The organizers are attempting to use the 25th anniversary of the U.N.’s 1994 Cairo International Conference on Population and Development to convene governments around the world to discuss and commit to plans to achieve the conference’s goals. 

Those goals include the proposition that “universal sexual and reproductive health is central to … ending poverty, [securing] good health and well-being, realizing gender equality, and achieving sustainable communities.”

The Nairobi Summit will feature speaking roles for the leaders of the abortion giants International Planned Parenthood Federation and Marie Stopes International, and includes commitments for attendees to sign on in support of the “She Decides” campaign. The latter arose in opposition to the Trump administration’s Protecting Life in Global Health Assistance policy, which denies funding to organizations that provide or advocate for abortions. 

While the conference website claims that participants need not favor expanding abortion rights, nearly every U.S.-based pro-life group that has tried to register to attend has been shut out.

Furthermore, those U.N. Population Fund reassurances are reminiscent of then-President Bill Clinton’s “safe, legal, and rare” abortion mantra, which may have served to soothe consciences, but has not saved lives. 

While a primary goal of the Nairobi Summit organizers is undoubtedly to move beyond the historical controversy over the language of sexual and reproductive rights, and claim a victory for unfettered access to abortion, the controversy is still alive today. 

It’s worth remembering that member states rejected the term “sexual rights” in 1994 when negotiating the International Conference on Population and Development and instead used the cumbersome compromise phrase “sexual and reproductive health and reproductive rights,” which they explicitly stated did not create a right to abortion or any other new rights.

Furthermore, the legality of abortion was understood to remain solely the purview of sovereign governments, and “under no circumstances” was any entity to promote abortion as a method of family planning. 

By their own admission, a priority theme of attendees of the Nairobi Summit is “universal access to sexual and reproductive health and rights as a part of universal health coverage.” 

The reason that the organizers of the Nairobi Summit are still seeking this universal access to sexual and reproductive health and reproductive rights is because there’s no international consensus to support it. 

The existence of “sexual rights” was rejected by many member states at the 1994 conference in Cairo. The concept of sexual rights remains controversial today, due in part to its ever-expanding definition, which nongovernmental organizations and U.N. agencies are apt to use to further numerous progressive agendas. 

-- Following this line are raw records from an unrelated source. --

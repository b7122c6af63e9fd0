// src/robot.rs - The robot body: arms, eyes, antennas, voice and wheels
use std::time::Duration;

use async_trait::async_trait;
use tokio::sync::Mutex;

use crate::command::{Angle, Level, Side};
use crate::config::{Config, GpioConfig, TimingConfig};
use crate::hardware::{effective_angle, Actuator, ActuatorError, HardwareContext, Orientation};
use crate::motion::{differential_drive, DriveCommand};

struct ArmServo {
    channel: u8,
    orientation: Orientation,
    position: Mutex<Angle>,
}

/// [`Actuator`] implementation over a [`HardwareContext`].
pub struct Robot {
    hw: HardwareContext,
    arms: [ArmServo; 2],
    gpio: GpioConfig,
    timing: TimingConfig,
    drive: Mutex<()>,
}

impl Robot {
    pub fn new(hw: HardwareContext, config: &Config) -> Self {
        let arm = |side: Side| {
            let arm = config.arms.arm(side);
            ArmServo {
                channel: arm.channel,
                orientation: arm.orientation,
                position: Mutex::new(arm.initial_angle),
            }
        };
        Self {
            hw,
            arms: [arm(Side::Left), arm(Side::Right)],
            gpio: config.gpio.clone(),
            timing: config.timing.clone(),
            drive: Mutex::new(()),
        }
    }

    /// Open the configured backends and build the robot.
    pub fn from_config(config: &Config) -> Result<Self, ActuatorError> {
        Ok(Self::new(HardwareContext::from_config(config)?, config))
    }

    /// Claim outputs and put every actuator in its resting state.
    pub async fn initialize(&self) -> Result<(), ActuatorError> {
        tracing::info!("Initializing robot hardware");
        for pin in self.gpio.pins() {
            self.hw.gpio.setup_output(pin).await?;
        }
        for arm in &self.arms {
            let position = *arm.position.lock().await;
            self.hw
                .servos
                .set_angle(arm.channel, effective_angle(arm.orientation, position))
                .await?;
        }
        self.hw.motors.send(DriveCommand::Disable).await?;
        tracing::info!("Robot hardware ready");
        Ok(())
    }

    /// Last commanded angle of an arm.
    pub async fn arm_position(&self, side: Side) -> Angle {
        *self.arms[side.index()].position.lock().await
    }

    async fn set_output(&self, pin: u32, level: Level) -> Result<(), ActuatorError> {
        tokio::time::sleep(self.timing.settle()).await;
        self.hw.gpio.write(pin, level).await
    }
}

#[async_trait]
impl Actuator for Robot {
    async fn move_arm(&self, side: Side, angle: Angle) -> Result<(), ActuatorError> {
        let arm = &self.arms[side.index()];
        let mut position = arm.position.lock().await;
        tracing::debug!("Moving {} arm {} -> {}", side, *position, angle);

        let target = angle.degrees();
        while position.degrees() != target {
            let next = if position.degrees() < target {
                position.degrees() + 1
            } else {
                position.degrees() - 1
            };
            let next = Angle::new(next as u16)?;
            self.hw
                .servos
                .set_angle(arm.channel, effective_angle(arm.orientation, next))
                .await?;
            *position = next;
            tokio::time::sleep(self.timing.arm_tick()).await;
        }
        Ok(())
    }

    async fn set_eye_state(&self, side: Side, level: Level) -> Result<(), ActuatorError> {
        tracing::debug!("Setting {} eye {}", side, level);
        self.set_output(self.gpio.eye_pin(side), level).await
    }

    async fn set_antenna_state(&self, side: Side, level: Level) -> Result<(), ActuatorError> {
        tracing::debug!("Setting {} antenna {}", side, level);
        self.set_output(self.gpio.antenna_pin(side), level).await
    }

    async fn say(&self, text: &str) -> Result<(), ActuatorError> {
        self.hw.speech.speak(text).await
    }

    async fn move_base(&self, x: f64, y: f64, duration: Duration) -> Result<(), ActuatorError> {
        let command = differential_drive(x, y)?;
        let _drive = self.drive.lock().await;
        tracing::debug!("Base {} for {:.2}s", command, duration.as_secs_f64());
        self.hw.motors.send(command).await?;
        tokio::time::sleep(duration).await;
        self.hw.motors.send(DriveCommand::Disable).await
    }

    async fn shutdown(&self) -> Result<(), ActuatorError> {
        tracing::info!("Shutting down robot hardware");
        let mut first_error = None;

        if let Err(e) = self.hw.motors.send(DriveCommand::Disable).await {
            tracing::error!("Failed to disable motors: {}", e);
            first_error.get_or_insert(e);
        }
        for pin in self.gpio.pins() {
            if let Err(e) = self.hw.gpio.release(pin).await {
                tracing::error!("Failed to release GPIO {}: {}", pin, e);
                first_error.get_or_insert(e);
            }
        }
        if let Err(e) = self.hw.servos.release().await {
            tracing::error!("Failed to release servos: {}", e);
            first_error.get_or_insert(e);
        }

        match first_error {
            Some(e) => Err(e),
            None => Ok(()),
        }
    }
}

Recently, the United States has engaged in a more coordinated attempt to push back against efforts at the U.N. and international agencies to expand the definitions of sexual and reproductive health language to include abortion. That has included President Donald Trump’s speech to the U.N. General Assembly, as well as Health and Human Services Secretary Alex Azar’s statement delivered along with those of other pro-life countries during the U.N. discussion of universal health coverage. 

Attendees of the Nairobi Summit would do well to remember that the many noble aims of the International Conference on Population and Development—universal access to education, reducing maternal and child mortality, ending violence against women and girls—had broad international consensus in 1994, and still do today. 

The international community and those seeking to improve the lives of women and girls around the world should concentrate their efforts on fulfilling those promises, rather than pushing abortion and population control.

This article has been updated to reflect the release of the United Nations Population Fund’s Nairobi statement. The last sentence has also been modified since publication.